Fast forward to the year before starting school and Zoe received a visit from an advisor from the Department of Education at day care. Subsequently, she was offered a place in a part-time specialised pre-school, which was going to prepare her for life at school. Until then, I had only envisioned a regular class, in a regular school for Zoe, but over the course of that year, I was reminded of Zoe’s challenging behaviour, potential safety concerns, the big gap in development compared to her peers and the lack of support, should I choose a regular class for her.

And how lucky was I, that a fully-fenced local school happened to host a support unit. This setting was going to offer Zoe the best of both worlds; expert support in a safe environment combined with mainstream opportunities. So, I went along with it. By being in a class of eight children, all struggling with speech and social interaction, Zoe was denied opportunities to learn from her peers and so were those children. Zoe was becoming more and more oppositional and reluctant and her progress was very slow.

Towards the end of Zoe’s first year at school I started talking about moving her out of the support unit and into a regular class but there was a clear lack of understanding about inclusion. Zoe spent a lot of time at the back of the classroom, sitting next to her learning support officer working on material which often had no correlation at all with what the other students were doing.

This was integration, not inclusion.

As a result, Zoe’s interaction with the other students was too limited. She continued to be oppositional and a reluctant learner.

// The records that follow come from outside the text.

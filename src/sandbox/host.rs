use std::fs;
use std::io::Write as _;
use std::sync::{Arc, Mutex};
use std::time::Duration;

use agent_runtime::{AgentRuntime, ToolCallRequest, ToolHandler, ToolResult};
use async_trait::async_trait;
use tracing::{debug, info, warn};

use super::shell::run_command;
use super::{ToolAction, ToolWhitelist};
use crate::events::{EventPublisher, UiEvent};
use crate::snapshot::{lock_unpoisoned, SnapshotPipeline};

/// Serves the purpose-built tools of one plan session.
pub struct PlanToolHost {
    whitelist: ToolWhitelist,
    runtime: Arc<dyn AgentRuntime>,
    snapshots: Arc<Mutex<SnapshotPipeline>>,
    publisher: EventPublisher,
    shell_timeout: Duration,
}

impl PlanToolHost {
    #[must_use]
    pub fn new(
        whitelist: ToolWhitelist,
        runtime: Arc<dyn AgentRuntime>,
        snapshots: Arc<Mutex<SnapshotPipeline>>,
        publisher: EventPublisher,
        shell_timeout: Duration,
    ) -> Self {
        Self {
            whitelist,
            runtime,
            snapshots,
            publisher,
            shell_timeout,
        }
    }

    #[must_use]
    pub fn whitelist(&self) -> &ToolWhitelist {
        &self.whitelist
    }

    fn edit_plan(&self, call: &ToolCallRequest, old_str: &str, new_str: &str) -> ToolResult {
        let plan_path = self.whitelist.plan_path();
        let current = match fs::read_to_string(plan_path) {
            Ok(content) => content,
            Err(error) => {
                return ToolResult::failure(
                    &call.call_id,
                    &call.tool_name,
                    format!("Failed to read plan {}: {error}", plan_path.display()),
                );
            }
        };

        let occurrence_count = current.match_indices(old_str).count();
        if occurrence_count != 1 {
            return ToolResult::failure(
                &call.call_id,
                &call.tool_name,
                format!("edit requires exactly one match; found {occurrence_count}"),
            );
        }

        let updated = current.replacen(old_str, new_str, 1);
        self.write_plan(call, &updated, "Updated")
    }

    fn create_plan(&self, call: &ToolCallRequest, content: &str) -> ToolResult {
        let plan_path = self.whitelist.plan_path();
        if plan_path.exists() {
            return ToolResult::failure(
                &call.call_id,
                &call.tool_name,
                format!(
                    "plan {} already exists; use update_work_plan or edit",
                    plan_path.display()
                ),
            );
        }
        self.write_plan(call, content, "Created")
    }

    /// Snapshots the plan under the call id, then replaces it atomically.
    fn write_plan(&self, call: &ToolCallRequest, content: &str, verb: &str) -> ToolResult {
        let plan_path = self.whitelist.plan_path();

        {
            let mut snapshots = lock_unpoisoned(&self.snapshots);
            match snapshots.capture(&call.session_id, plan_path) {
                Ok(()) => {
                    snapshots.correlate(plan_path, &call.call_id);
                }
                Err(error) => {
                    warn!(call_id = %call.call_id, %error, "plan snapshot unavailable");
                }
            }
        }

        let Some(parent) = plan_path.parent() else {
            return ToolResult::failure(
                &call.call_id,
                &call.tool_name,
                format!("plan path {} has no parent directory", plan_path.display()),
            );
        };

        let written = fs::create_dir_all(parent)
            .and_then(|()| tempfile::NamedTempFile::new_in(parent))
            .and_then(|mut staged| {
                staged.write_all(content.as_bytes())?;
                staged.flush()?;
                staged
                    .persist(plan_path)
                    .map(|_| ())
                    .map_err(|error| error.error)
            });

        match written {
            Ok(()) => {
                debug!(call_id = %call.call_id, path = %plan_path.display(), "plan written");
                ToolResult::success(
                    &call.call_id,
                    &call.tool_name,
                    format!("{verb} {}", plan_path.display()),
                )
            }
            Err(error) => ToolResult::failure(
                &call.call_id,
                &call.tool_name,
                format!("Failed to write plan {}: {error}", plan_path.display()),
            ),
        }
    }
}

#[async_trait]
impl ToolHandler for PlanToolHost {
    fn tool_names(&self) -> Vec<String> {
        self.whitelist
            .tool_definitions()
            .into_iter()
            .map(|definition| definition.name)
            .collect()
    }

    async fn invoke(&self, call: ToolCallRequest) -> ToolResult {
        let action = match self.whitelist.validate(&call.tool_name, &call.arguments) {
            Ok(action) => action,
            Err(denial) => {
                warn!(
                    session_id = %call.session_id,
                    call_id = %call.call_id,
                    tool = %call.tool_name,
                    reason = denial.reason(),
                    "plan tool call denied"
                );
                return ToolResult::denied(call.call_id, call.tool_name, denial.reason());
            }
        };

        match action {
            ToolAction::Shell { command } => {
                let output = run_command(
                    &command,
                    &self.whitelist.context().workspace_root,
                    self.shell_timeout,
                )
                .await;
                if output.ok {
                    ToolResult::success(call.call_id, call.tool_name, output.content)
                } else {
                    ToolResult::failure(call.call_id, call.tool_name, output.content)
                }
            }
            ToolAction::EditPlan { old_str, new_str } => self.edit_plan(&call, &old_str, &new_str),
            ToolAction::CreatePlan { content } => self.create_plan(&call, &content),
            ToolAction::UpdatePlan { content } => self.write_plan(&call, &content, "Updated"),
            ToolAction::Dispatch { agent_type, prompt } => {
                match self
                    .runtime
                    .run_subagent(&call.session_id, &agent_type, &prompt)
                    .await
                {
                    Ok(report) => ToolResult::success(call.call_id, call.tool_name, report),
                    Err(error) => {
                        ToolResult::failure(call.call_id, call.tool_name, error.to_string())
                    }
                }
            }
            ToolAction::PresentPlan { summary } => {
                info!(session_id = %call.session_id, "plan presented for review");
                self.publisher.publish(UiEvent::PlanReady {
                    summary,
                    plan_path: self.whitelist.plan_path().to_path_buf(),
                });
                ToolResult::success(
                    call.call_id,
                    call.tool_name,
                    "Plan presented. Wait for the user to accept or reject it.",
                )
            }
        }
    }
}

#[cfg(test)]
mod tests {
    use std::fs;
    use std::path::Path;

    use agent_runtime_mock::{MockCall, MockRuntime};
    use assert_matches::assert_matches;
    use pretty_assertions::assert_eq;
    use serde_json::{json, Value};

    use super::*;
    use crate::events::ui_channel;

    struct Fixture {
        ws: tempfile::TempDir,
        runtime: Arc<MockRuntime>,
        snapshots: Arc<Mutex<SnapshotPipeline>>,
        host: PlanToolHost,
        ui: tokio::sync::mpsc::UnboundedReceiver<UiEvent>,
    }

    fn fixture() -> Fixture {
        let ws = tempfile::tempdir().expect("tempdir");
        let (runtime, _events) = MockRuntime::new();
        let runtime = Arc::new(runtime);
        runtime.insert_session("plan-1", "claude-sonnet-4.5", ws.path());
        let snapshots = Arc::new(Mutex::new(SnapshotPipeline::new().expect("pipeline")));
        let (publisher, ui) = ui_channel();
        let host = PlanToolHost::new(
            ToolWhitelist::for_plan_session("work-1", ws.path()),
            runtime.clone(),
            snapshots.clone(),
            publisher,
            Duration::from_secs(10),
        );

        Fixture {
            ws,
            runtime,
            snapshots,
            host,
            ui,
        }
    }

    fn call(call_id: &str, tool_name: &str, arguments: Value) -> ToolCallRequest {
        ToolCallRequest {
            session_id: "plan-1".to_string(),
            call_id: call_id.to_string(),
            tool_name: tool_name.to_string(),
            arguments,
        }
    }

    #[tokio::test]
    async fn successive_plan_updates_each_get_their_own_before_content() {
        let fixture = fixture();

        let first = fixture
            .host
            .invoke(call("call-1", "update_work_plan", json!({ "content": "A" })))
            .await;
        assert!(first.is_success(), "{}", first.content_text());

        let second = fixture
            .host
            .invoke(call("call-2", "update_work_plan", json!({ "content": "B" })))
            .await;
        assert!(second.is_success());

        let snapshots = lock_unpoisoned(&fixture.snapshots);
        let first_diff = snapshots.diff("call-1").expect("diff").expect("exists");
        assert_eq!(first_diff.before, "");
        assert!(!first_diff.existed_before);

        let second_diff = snapshots.diff("call-2").expect("diff").expect("exists");
        assert_eq!(second_diff.before, "A");
        assert_eq!(second_diff.after, "B");
        assert_eq!(
            fs::read_to_string(fixture.host.whitelist().plan_path()).expect("plan"),
            "B"
        );
    }

    #[tokio::test]
    async fn mutating_shell_commands_are_denied_without_running() {
        let fixture = fixture();

        let result = fixture
            .host
            .invoke(call("call-1", "bash", json!({ "command": "git commit -m x" })))
            .await;
        assert!(result.is_denied());
        assert!(result.content_text().contains("git commit"));
    }

    #[tokio::test]
    async fn allowed_shell_commands_run_in_the_workspace() {
        let fixture = fixture();
        fs::write(fixture.ws.path().join("notes.txt"), "x").expect("write");

        let result = fixture
            .host
            .invoke(call("call-1", "bash", json!({ "command": "ls" })))
            .await;
        assert!(result.is_success(), "{}", result.content_text());
        assert!(result.content_text().contains("notes.txt"));
    }

    #[tokio::test]
    async fn edits_outside_the_plan_are_denied_and_leave_files_untouched() {
        let fixture = fixture();
        let source = fixture.ws.path().join("main.rs");
        fs::write(&source, "fn main() {}").expect("write");

        let result = fixture
            .host
            .invoke(call(
                "call-1",
                "edit",
                json!({ "path": "main.rs", "old_str": "main", "new_str": "start" }),
            ))
            .await;
        assert!(result.is_denied());
        assert_eq!(fs::read_to_string(&source).expect("read"), "fn main() {}");
        assert_eq!(lock_unpoisoned(&fixture.snapshots).pending_count(), 0);
    }

    #[tokio::test]
    async fn create_then_edit_the_plan_document() {
        let fixture = fixture();
        let plan_path = fixture.host.whitelist().plan_path().to_path_buf();
        let path_arg = plan_path.display().to_string();

        let created = fixture
            .host
            .invoke(call(
                "call-1",
                "create",
                json!({ "path": path_arg, "file_text": "1. read\n2. write\n" }),
            ))
            .await;
        assert!(created.is_success(), "{}", created.content_text());

        let again = fixture
            .host
            .invoke(call(
                "call-2",
                "create",
                json!({ "path": path_arg, "file_text": "other" }),
            ))
            .await;
        assert!(!again.is_success());
        assert!(!again.is_denied());

        let ambiguous = fixture
            .host
            .invoke(call(
                "call-3",
                "edit",
                json!({ "path": path_arg, "old_str": "\n", "new_str": "" }),
            ))
            .await;
        assert!(ambiguous.content_text().contains("found 2"));

        let edited = fixture
            .host
            .invoke(call(
                "call-4",
                "edit",
                json!({ "path": path_arg, "old_str": "2. write", "new_str": "2. test" }),
            ))
            .await;
        assert!(edited.is_success());
        assert_eq!(
            fs::read_to_string(&plan_path).expect("plan"),
            "1. read\n2. test\n"
        );
    }

    #[tokio::test]
    async fn exploration_dispatch_goes_through_the_runtime() {
        let fixture = fixture();

        let denied = fixture
            .host
            .invoke(call(
                "call-1",
                "task",
                json!({ "agent_type": "general-purpose", "prompt": "refactor" }),
            ))
            .await;
        assert!(denied.is_denied());

        let report = fixture
            .host
            .invoke(call(
                "call-2",
                "task",
                json!({ "agent_type": "explore", "prompt": "find the parser" }),
            ))
            .await;
        assert_eq!(report.content_text(), "explore report: find the parser");
        assert_eq!(
            fixture
                .runtime
                .calls()
                .into_iter()
                .filter(|call| matches!(call, MockCall::RunSubagent { .. }))
                .count(),
            1
        );
    }

    #[tokio::test]
    async fn present_plan_notifies_the_ui() {
        let mut fixture = fixture();

        let result = fixture
            .host
            .invoke(call("call-1", "present_plan", json!({ "summary": "Ship it" })))
            .await;
        assert!(result.is_success());
        assert_matches!(
            fixture.ui.try_recv(),
            Ok(UiEvent::PlanReady { summary: Some(summary), plan_path })
                if summary == "Ship it"
                    && plan_path.ends_with(Path::new(".agent/sessions/work-1/plan.md"))
        );
    }
}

During that year, I had made myself available two hours every week to provide additional support for Zoe in the classroom. This was an opportunity for me to really think about inclusion and what it should look like. A teacher with a combination of a positive attitude, understanding of universal design for learning, differentiation and high expectations is reaping the rewards and by developing excellent peer support strategies, Zoe’s teacher has been able to promote her as a valuable member of the school community.

I started to notice some changes in children’s interactions with Zoe. On a day that Zoe was sick, we walked her brother to school and as we were standing at the back of the school hall during assembly one of Zoe’s classmates approached us. I was expecting for her to say ‘hi’ to me and maybe ask a couple of questions about Zoe, as that had been the case in the past, but not this time. This time she ignored me. She walked straight to Zoe took her hand, asked her how she was, told her that she was sorry to hear she was sick and that she would miss her. Then she walked away.

Zoe is where she belongs. She is valued by all. Her progress has been amazing. Drawing and writing have become her favourite activities. She has a clear desire to communicate sometimes verbally, sometimes with signs and sometimes through her writing. She’s a lot more engaged and focused in her learning.

Now let’s just imagine for a moment all children from the unit attending age-appropriate regular classes, which would free up six adults across the whole school, can you start seeing the possibilities?

We are not there yet. There is a lot to do, attitudes to change, teachers to train, families to reassure but students at our school are no longer held back, limited by the walls of segregation.

I do not know what the future holds for Zoe, but that’s a good thing. What I do know is that instead of a future determined by segregation, ableism or discrimination we have an undetermined future, a future filled with choices and a myriad of possibilities.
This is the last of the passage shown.